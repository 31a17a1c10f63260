use std::collections::BTreeMap;

use crate::config::EditorConfig;
use crate::document::{Document, Paragraph};
use crate::error::{Error, Result};
use crate::history::{History, Replay};
use crate::mutator::{SectionMutator, Target};
use crate::observable::SubscriptionId;
use crate::section::Section;
use crate::types::{RawSection, SectionPatch, SectionSelection, SelectionTarget, Timing};
use crate::view::DocumentFrame;

/// Context object tying the document, its history and the current selection
/// together.
///
/// All writes go through [`SectionMutator`] handles obtained from here, so the
/// history sees every change exactly once.
///
/// Undo and redo are two-phase: they write the restored sections and return
/// a [`SelectionTarget`]. Once observers have rendered the restored state,
/// pass the target to [`Editor::restore_selection`].
#[derive(Debug)]
pub struct Editor {
    config: EditorConfig,
    document: Document,
    history: History,
    selection: Option<SectionSelection>,
}

impl Editor {
    pub fn new() -> Self {
        Self::with_config(EditorConfig::default())
    }

    pub fn with_config(config: EditorConfig) -> Self {
        Self {
            history: History::with_limit(config.history_limit),
            config,
            document: Document::new(),
            selection: None,
        }
    }

    pub fn config(&self) -> &EditorConfig {
        &self.config
    }

    pub fn document(&self) -> &Document {
        &self.document
    }

    pub fn history(&self) -> &History {
        &self.history
    }

    pub fn selection(&self) -> Option<&SectionSelection> {
        self.selection.as_ref()
    }

    /// Replaces the document, history and selection with a fresh load.
    pub fn initialise(&mut self, output: Vec<RawSection>) -> Result<Vec<Timing>> {
        let timings = self.document.load(output)?;
        self.history.clear();
        self.selection = None;
        Ok(timings)
    }

    pub fn initialise_json(&mut self, json: &str) -> Result<Vec<Timing>> {
        let output: Vec<RawSection> = serde_json::from_str(json)?;
        self.initialise(output)
    }

    /// Loads `output` and applies the remotely stored patches on top.
    ///
    /// Patched state is the starting point of the session, so it is not
    /// undoable.
    pub fn load_with_patches(
        &mut self,
        output: Vec<RawSection>,
        patches: &BTreeMap<usize, SectionPatch>,
    ) -> Result<Vec<Timing>> {
        let timings = self.initialise(output)?;

        for (idx, patch) in patches {
            match self.of_idx(*idx) {
                Some(mut mutator) => {
                    mutator.apply_patch(patch);
                }
                None => tracing::warn!(idx, "patch_for_unknown_section"),
            }
        }

        self.history.clear();
        Ok(timings)
    }

    /// Patches for every section that differs from its loaded state.
    pub fn patches(&self) -> BTreeMap<usize, SectionPatch> {
        self.document
            .sections()
            .filter_map(|s| s.patch().map(|patch| (s.idx, patch)))
            .collect()
    }

    /// Handle on a section that must exist.
    pub fn section(&mut self, idx: usize) -> Result<SectionMutator<'_>> {
        if self.document.section(idx).is_none() {
            return Err(Error::MissingSection(idx));
        }
        Ok(SectionMutator::new(
            &mut self.document,
            &mut self.history,
            Target::Present(idx),
        ))
    }

    pub fn of_idx(&mut self, idx: usize) -> Option<SectionMutator<'_>> {
        self.section(idx).ok()
    }

    /// Handle on the section under the selection focus.
    pub fn current(&mut self) -> SectionMutator<'_> {
        let target = Target::Current(self.selection.map(|s| s.focus.section));
        SectionMutator::new(&mut self.document, &mut self.history, target)
    }

    /// Feeds the latest selection. Moving the anchor or focus to another
    /// section closes the pending history step.
    pub fn set_selection(&mut self, selection: Option<SectionSelection>) {
        let sections = |s: Option<&SectionSelection>| s.map(|s| (s.anchor.section, s.focus.section));
        let moved = sections(self.selection.as_ref()) != sections(selection.as_ref());

        self.selection = selection;
        if moved {
            self.commit_history();
        }
    }

    pub fn commit_history(&mut self) {
        self.history.commit(self.selection.as_ref());
    }

    pub fn clear_history(&mut self) {
        self.history.clear();
    }

    pub fn undo(&mut self) -> Option<SelectionTarget> {
        let replay = self.history.undo(self.selection.as_ref())?;
        self.apply(replay)
    }

    pub fn redo(&mut self) -> Option<SelectionTarget> {
        let replay = self.history.redo(self.selection.as_ref())?;
        self.apply(replay)
    }

    // Restored states bypass the mutator so they never reach the history.
    fn apply(&mut self, replay: Replay) -> Option<SelectionTarget> {
        for (idx, section) in replay.sections {
            if let Some(slot) = self.document.slot_mut(idx) {
                slot.set(section);
            }
        }
        replay.selection
    }

    pub fn resolve_target(&self, target: &SelectionTarget) -> Option<SectionSelection> {
        match target {
            SelectionTarget::SectionStart(idx) => self
                .document
                .section(*idx)
                .map(|_| SectionSelection::collapsed(*idx, 0)),
            SelectionTarget::SectionEnd(idx) => self
                .document
                .section(*idx)
                .map(|s| SectionSelection::collapsed(*idx, s.display_text().chars().count())),
            SelectionTarget::Exactly(selection) => *selection,
        }
    }

    /// Second phase of undo/redo and of the editing commands.
    pub fn restore_selection(&mut self, target: SelectionTarget) {
        let selection = self.resolve_target(&target);
        self.set_selection(selection);
    }

    pub fn frame(&self) -> DocumentFrame {
        DocumentFrame::from(&self.document)
    }

    pub fn subscribe_section(
        &mut self,
        idx: usize,
        listener: impl FnMut(&Section) + Send + 'static,
    ) -> Result<SubscriptionId> {
        self.document.subscribe_section(idx, listener)
    }

    pub fn unsubscribe_section(&mut self, idx: usize, id: SubscriptionId) -> bool {
        self.document.unsubscribe_section(idx, id)
    }

    pub fn subscribe_document(
        &mut self,
        listener: impl FnMut(&Vec<Paragraph>) + Send + 'static,
    ) -> SubscriptionId {
        self.document.subscribe_paragraphs(listener)
    }

    pub fn unsubscribe_document(&mut self, id: SubscriptionId) -> bool {
        self.document.unsubscribe_paragraphs(id)
    }
}

impl Default for Editor {
    fn default() -> Self {
        Self::new()
    }
}

#[cfg(test)]
mod tests {
    use super::*;
    use crate::section::DeleteRange;
    use serde_json::json;
    use tracing_test::traced_test;

    fn editor(texts: &[&str]) -> Editor {
        let output: Vec<serde_json::Value> = texts
            .iter()
            .enumerate()
            .map(|(i, t)| {
                json!({
                    "startTime": i as f64,
                    "endTime": i as f64 + 0.5,
                    "options": [{"text": t, "confidence": 0.9}],
                    "startParagraph": false,
                })
            })
            .collect();

        let mut editor = Editor::new();
        editor
            .initialise_json(&serde_json::to_string(&output).unwrap())
            .unwrap();
        editor
    }

    fn at(section: usize) -> Option<SectionSelection> {
        Some(SectionSelection::collapsed(section, 0))
    }

    fn text(editor: &Editor, idx: usize) -> &str {
        editor.document().section(idx).unwrap().display_text()
    }

    #[test]
    fn section_handle_fails_fast_on_unknown_index() {
        let mut editor = editor(&["a"]);
        assert!(matches!(editor.section(3), Err(Error::MissingSection(3))));
        assert!(editor.of_idx(3).is_none());
        assert!(editor.of_idx(0).is_some());
    }

    #[test]
    fn current_follows_selection_focus() {
        let mut editor = editor(&["a", "b"]);
        editor.current().set_text("ignored");
        assert!(editor.history().pending().is_empty());

        editor.set_selection(Some(SectionSelection::range(
            crate::types::SelectionPoint {
                section: 0,
                offset: 0,
            },
            crate::types::SelectionPoint {
                section: 1,
                offset: 1,
            },
        )));
        editor.current().set_text("B");
        assert_eq!(text(&editor, 1), "B");
        assert_eq!(text(&editor, 0), "a");
    }

    #[test]
    fn offset_only_moves_do_not_commit() {
        let mut editor = editor(&["cat"]);
        editor.set_selection(at(0));
        editor.section(0).unwrap().set_text("bat");
        editor.set_selection(Some(SectionSelection::collapsed(0, 3)));

        assert!(editor.history().is_empty());
        assert_eq!(editor.history().pending().len(), 1);
    }

    #[test]
    fn clearing_the_selection_commits() {
        let mut editor = editor(&["cat"]);
        editor.set_selection(at(0));
        editor.section(0).unwrap().set_text("bat");
        editor.set_selection(None);

        assert_eq!(editor.history().len(), 1);
        assert_eq!(editor.history().steps()[0].selection, None);
    }

    #[test]
    fn undo_restores_and_targets_section_start() {
        let mut editor = editor(&["cat", "sat"]);
        editor.set_selection(at(1));
        editor
            .section(1)
            .unwrap()
            .delete_text(DeleteRange::new(0, 1));
        assert_eq!(text(&editor, 1), "at");

        let target = editor.undo().unwrap();
        assert_eq!(target, SelectionTarget::SectionStart(1));
        assert_eq!(text(&editor, 1), "sat");
        assert!(!editor.document().section(1).unwrap().edited);

        editor.restore_selection(target);
        assert_eq!(editor.selection(), at(1).as_ref());
        assert!(editor.history().pending().is_empty());
    }

    #[test]
    fn restores_are_not_recorded() {
        let mut editor = editor(&["cat"]);
        editor.set_selection(at(0));
        editor.section(0).unwrap().set_text("bat");
        editor.commit_history();

        editor.undo();
        assert!(editor.history().pending().is_empty());
        editor.redo();
        assert!(editor.history().pending().is_empty());
        assert_eq!(editor.history().len(), 1);
    }

    #[test]
    fn section_end_resolves_to_display_length() {
        let editor = editor(&["héllo"]);
        assert_eq!(
            editor.resolve_target(&SelectionTarget::SectionEnd(0)),
            Some(SectionSelection::collapsed(0, 5))
        );
        assert_eq!(editor.resolve_target(&SelectionTarget::SectionStart(9)), None);
    }

    #[test]
    fn initialise_resets_history_and_selection() {
        let mut editor = editor(&["cat"]);
        editor.set_selection(at(0));
        editor.section(0).unwrap().set_text("bat");
        editor.commit_history();

        editor
            .initialise_json(
                r#"[{"startTime":0,"endTime":1,"options":[{"text":"new","confidence":1}]}]"#,
            )
            .unwrap();

        assert!(editor.history().is_empty());
        assert!(editor.selection().is_none());
        assert_eq!(text(&editor, 0), "new");
    }

    #[test]
    fn malformed_json_is_an_error() {
        let mut editor = Editor::new();
        assert!(matches!(
            editor.initialise_json("{not json"),
            Err(Error::Json(_))
        ));
    }

    #[test]
    fn patches_round_trip_through_load() {
        let mut editor = editor(&["cat", "sat", "mat"]);
        editor.section(0).unwrap().set_text("bat");
        editor.section(2).unwrap().enable_end_paragraph();
        let patches = editor.patches();
        assert_eq!(patches.keys().copied().collect::<Vec<_>>(), [0, 2]);

        let output: Vec<RawSection> = editor
            .document()
            .sections()
            .map(|s| RawSection {
                start_time: s.start_time,
                end_time: s.end_time,
                options: s.original_options.clone(),
                start_paragraph: s.loaded_start_paragraph,
            })
            .collect();

        let mut restored = Editor::new();
        restored.load_with_patches(output, &patches).unwrap();

        assert_eq!(text(&restored, 0), "bat");
        assert!(restored.document().section(2).unwrap().end_paragraph);
        assert!(!restored.history().can_undo());
        assert_eq!(restored.patches(), patches);
    }

    #[test]
    fn paragraph_breaks_survive_patch_round_trip() {
        let json = r#"[
            {"startTime": 0, "endTime": 1, "options": [{"text": "one", "confidence": 1}]},
            {"startTime": 1, "endTime": 2, "options": [{"text": "two", "confidence": 1}]},
            {"startTime": 2, "endTime": 3, "options": [{"text": "three", "confidence": 1}], "startParagraph": true}
        ]"#;
        let mut editor = Editor::new();
        editor.initialise_json(json).unwrap();

        crate::commands::new_line(&mut editor, 1, 0).unwrap();
        crate::commands::delete_previous_character(&mut editor, 2, 0).unwrap();

        let patches = editor.patches();
        assert_eq!(patches[&1].start_paragraph, Some(true));
        assert_eq!(patches[&2].start_paragraph, Some(false));
        assert_eq!(patches[&1].text, None);

        let output: Vec<RawSection> = serde_json::from_str(json).unwrap();
        let mut restored = Editor::new();
        restored.load_with_patches(output, &patches).unwrap();

        assert!(restored.document().section(1).unwrap().start_paragraph);
        assert!(!restored.document().section(2).unwrap().start_paragraph);
        assert_eq!(restored.patches(), patches);
    }

    #[traced_test]
    #[test]
    fn unknown_patch_index_is_logged_and_skipped() {
        let mut editor = Editor::new();
        let mut patches = BTreeMap::new();
        patches.insert(
            4,
            SectionPatch {
                text: Some("x".into()),
                ..Default::default()
            },
        );

        editor.load_with_patches(vec![], &patches).unwrap();
        assert!(logs_contain("patch_for_unknown_section"));
    }

    #[test]
    fn history_limit_comes_from_config() {
        let mut editor = Editor::with_config(EditorConfig {
            history_limit: Some(1),
            ..Default::default()
        });
        editor
            .initialise_json(
                r#"[{"startTime":0,"endTime":1,"options":[{"text":"a","confidence":1}]},
                    {"startTime":1,"endTime":2,"options":[{"text":"b","confidence":1}]}]"#,
            )
            .unwrap();

        editor.set_selection(at(0));
        editor.section(0).unwrap().set_text("x");
        editor.set_selection(at(1));
        editor.section(1).unwrap().set_text("y");
        editor.set_selection(at(0));

        assert_eq!(editor.history().len(), 1);
        editor.undo();
        assert!(editor.undo().is_none());
        assert_eq!(text(&editor, 0), "x");
    }
}
use std::collections::HashSet;

use crate::nw::{Scoring, align};

/// One alternative produced by the transcription source for a section.
#[derive(Debug, Clone, PartialEq, serde::Serialize, serde::Deserialize, specta::Type)]
pub struct TranscriptOption {
    pub text: String,
    pub confidence: f64,
}

impl TranscriptOption {
    pub fn new(text: impl Into<String>, confidence: f64) -> Self {
        Self {
            text: text.into(),
            confidence,
        }
    }
}

/// A candidate completed against typed text.
#[derive(Debug, Clone, PartialEq, Eq)]
pub struct Completion {
    pub text: String,
    pub score: i32,
}

/// Completes `typed` with the tail of `candidate` that the alignment leaves
/// unmatched.
///
/// Empty typed text returns the candidate unchanged with a zero score.
pub fn complete(typed: &str, candidate: &str) -> Completion {
    if typed.is_empty() {
        return Completion {
            text: candidate.to_string(),
            score: 0,
        };
    }

    let left: Vec<char> = typed.chars().collect();
    let right: Vec<char> = candidate.chars().collect();
    let alignment = align(&left, &right, &Scoring::completion());

    let tail = alignment.trailing_left_gaps();
    let mut text = String::with_capacity(typed.len() + tail);
    text.push_str(typed);
    text.extend(&right[right.len() - tail..]);

    Completion {
        text,
        score: alignment.score,
    }
}

/// Ranks the completions of every candidate against `typed`.
///
/// Completions are ordered by descending alignment score; equal scores keep
/// their input order. Repeated completion texts keep only their first
/// (best scoring) occurrence.
pub fn rank(typed: &str, candidates: &[TranscriptOption]) -> Vec<String> {
    let mut completions: Vec<Completion> = candidates
        .iter()
        .map(|candidate| complete(typed, &candidate.text))
        .collect();

    // `sort_by` is stable.
    completions.sort_by(|a, b| b.score.cmp(&a.score));

    let mut seen = HashSet::with_capacity(completions.len());
    completions
        .into_iter()
        .filter_map(|completion| {
            if seen.contains(&completion.text) {
                return None;
            }
            seen.insert(completion.text.clone());
            Some(completion.text)
        })
        .collect()
}
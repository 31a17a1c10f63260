use lexoral_align::{TranscriptOption, rank};

use crate::error::{Error, Result};
use crate::types::{RawSection, SectionPatch, Timing};

/// One editable unit of the transcript, usually a single word.
///
/// Sections are immutable snapshots: every mutation builds a new `Section`
/// that replaces the previous one in its observable slot.
#[derive(Debug, Clone, PartialEq, serde::Serialize, serde::Deserialize, specta::Type)]
#[serde(rename_all = "camelCase")]
pub struct Section {
    pub idx: usize,
    pub start_time: f64,
    pub end_time: f64,
    pub original_options: Vec<TranscriptOption>,
    /// Always ranked against the current `text`.
    pub completion_options: Vec<String>,
    pub text: String,
    pub placeholder: String,
    pub edited: bool,
    pub start_paragraph: bool,
    pub end_paragraph: bool,
    /// `start_paragraph` as delivered by the transcription source.
    pub loaded_start_paragraph: bool,
}

/// Character range removed by [`Section::with_deleted`].
///
/// An absent bound drops that whole side instead of defaulting to the text
/// boundary: `start: None` keeps no prefix and `end: None` keeps no suffix.
#[derive(Debug, Clone, Copy, Default, PartialEq, Eq, serde::Serialize, serde::Deserialize)]
pub struct DeleteRange {
    #[serde(default)]
    pub start: Option<usize>,
    #[serde(default)]
    pub end: Option<usize>,
}

impl DeleteRange {
    pub fn new(start: usize, end: usize) -> Self {
        Self {
            start: Some(start),
            end: Some(end),
        }
    }

    /// Keep only the text before `offset`.
    pub fn after(offset: usize) -> Self {
        Self {
            start: Some(offset),
            end: None,
        }
    }

    /// Keep only the text from `offset` on.
    pub fn before(offset: usize) -> Self {
        Self {
            start: None,
            end: Some(offset),
        }
    }
}

impl Section {
    pub fn from_raw(idx: usize, raw: RawSection) -> Result<Self> {
        let placeholder = raw
            .options
            .first()
            .map(|option| option.text.clone())
            .ok_or(Error::EmptyOptions { idx })?;

        Ok(Self {
            idx,
            start_time: raw.start_time,
            end_time: raw.end_time,
            completion_options: rank("", &raw.options),
            original_options: raw.options,
            text: String::new(),
            placeholder,
            edited: false,
            start_paragraph: raw.start_paragraph,
            end_paragraph: false,
            loaded_start_paragraph: raw.start_paragraph,
        })
    }

    /// The text shown to the user: the edited text, or the top option.
    pub fn display_text(&self) -> &str {
        if self.edited {
            &self.text
        } else {
            &self.placeholder
        }
    }

    pub fn timing(&self) -> Timing {
        Timing {
            start_time: self.start_time,
            end_time: self.end_time,
        }
    }

    /// Equality as seen by history. Derived fields are ignored.
    pub fn same_state(&self, other: &Section) -> bool {
        self.idx == other.idx
            && self.text == other.text
            && self.start_time == other.start_time
            && self.end_time == other.end_time
            && self.edited == other.edited
            && self.start_paragraph == other.start_paragraph
            && self.end_paragraph == other.end_paragraph
    }

    pub fn with_text(&self, text: &str) -> Section {
        if self.edited && self.text == text {
            return self.clone();
        }

        Section {
            text: text.to_string(),
            completion_options: rank(text, &self.original_options),
            edited: true,
            ..self.clone()
        }
    }

    pub fn with_deleted(&self, range: DeleteRange) -> Section {
        let current = self.display_text();

        let mut text = String::new();
        if let Some(start) = range.start {
            text.extend(current.chars().take(start));
        }
        if let Some(end) = range.end {
            text.extend(current.chars().skip(end));
        }

        Section {
            completion_options: rank(&text, &self.original_options),
            text,
            edited: true,
            ..self.clone()
        }
    }

    pub fn with_end_paragraph(&self, end_paragraph: bool) -> Section {
        Section {
            end_paragraph,
            ..self.clone()
        }
    }

    pub fn with_start_paragraph(&self, start_paragraph: bool) -> Section {
        Section {
            start_paragraph,
            ..self.clone()
        }
    }

    /// Merges the provided fields. Completions are left as they are.
    pub fn with_patch(&self, patch: &SectionPatch) -> Section {
        Section {
            text: patch.text.clone().unwrap_or_else(|| self.text.clone()),
            edited: patch.edited.unwrap_or(self.edited),
            start_paragraph: patch.start_paragraph.unwrap_or(self.start_paragraph),
            end_paragraph: patch.end_paragraph.unwrap_or(self.end_paragraph),
            ..self.clone()
        }
    }

    /// The remote patch describing this section, if it differs from a
    /// freshly loaded one.
    pub fn patch(&self) -> Option<SectionPatch> {
        let moved_break = self.start_paragraph != self.loaded_start_paragraph;
        if !self.edited && !self.end_paragraph && !moved_break {
            return None;
        }

        Some(SectionPatch {
            text: self.edited.then(|| self.text.clone()),
            edited: self.edited.then_some(true),
            start_paragraph: moved_break.then_some(self.start_paragraph),
            end_paragraph: self.end_paragraph.then_some(true),
        })
    }
}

####

**Prompt**
Check every line of the data, and copy the ones that contain "observable".

**Response below**
use crate::observable::SubscriptionId;
/// that replaces the previous one in its observable slot.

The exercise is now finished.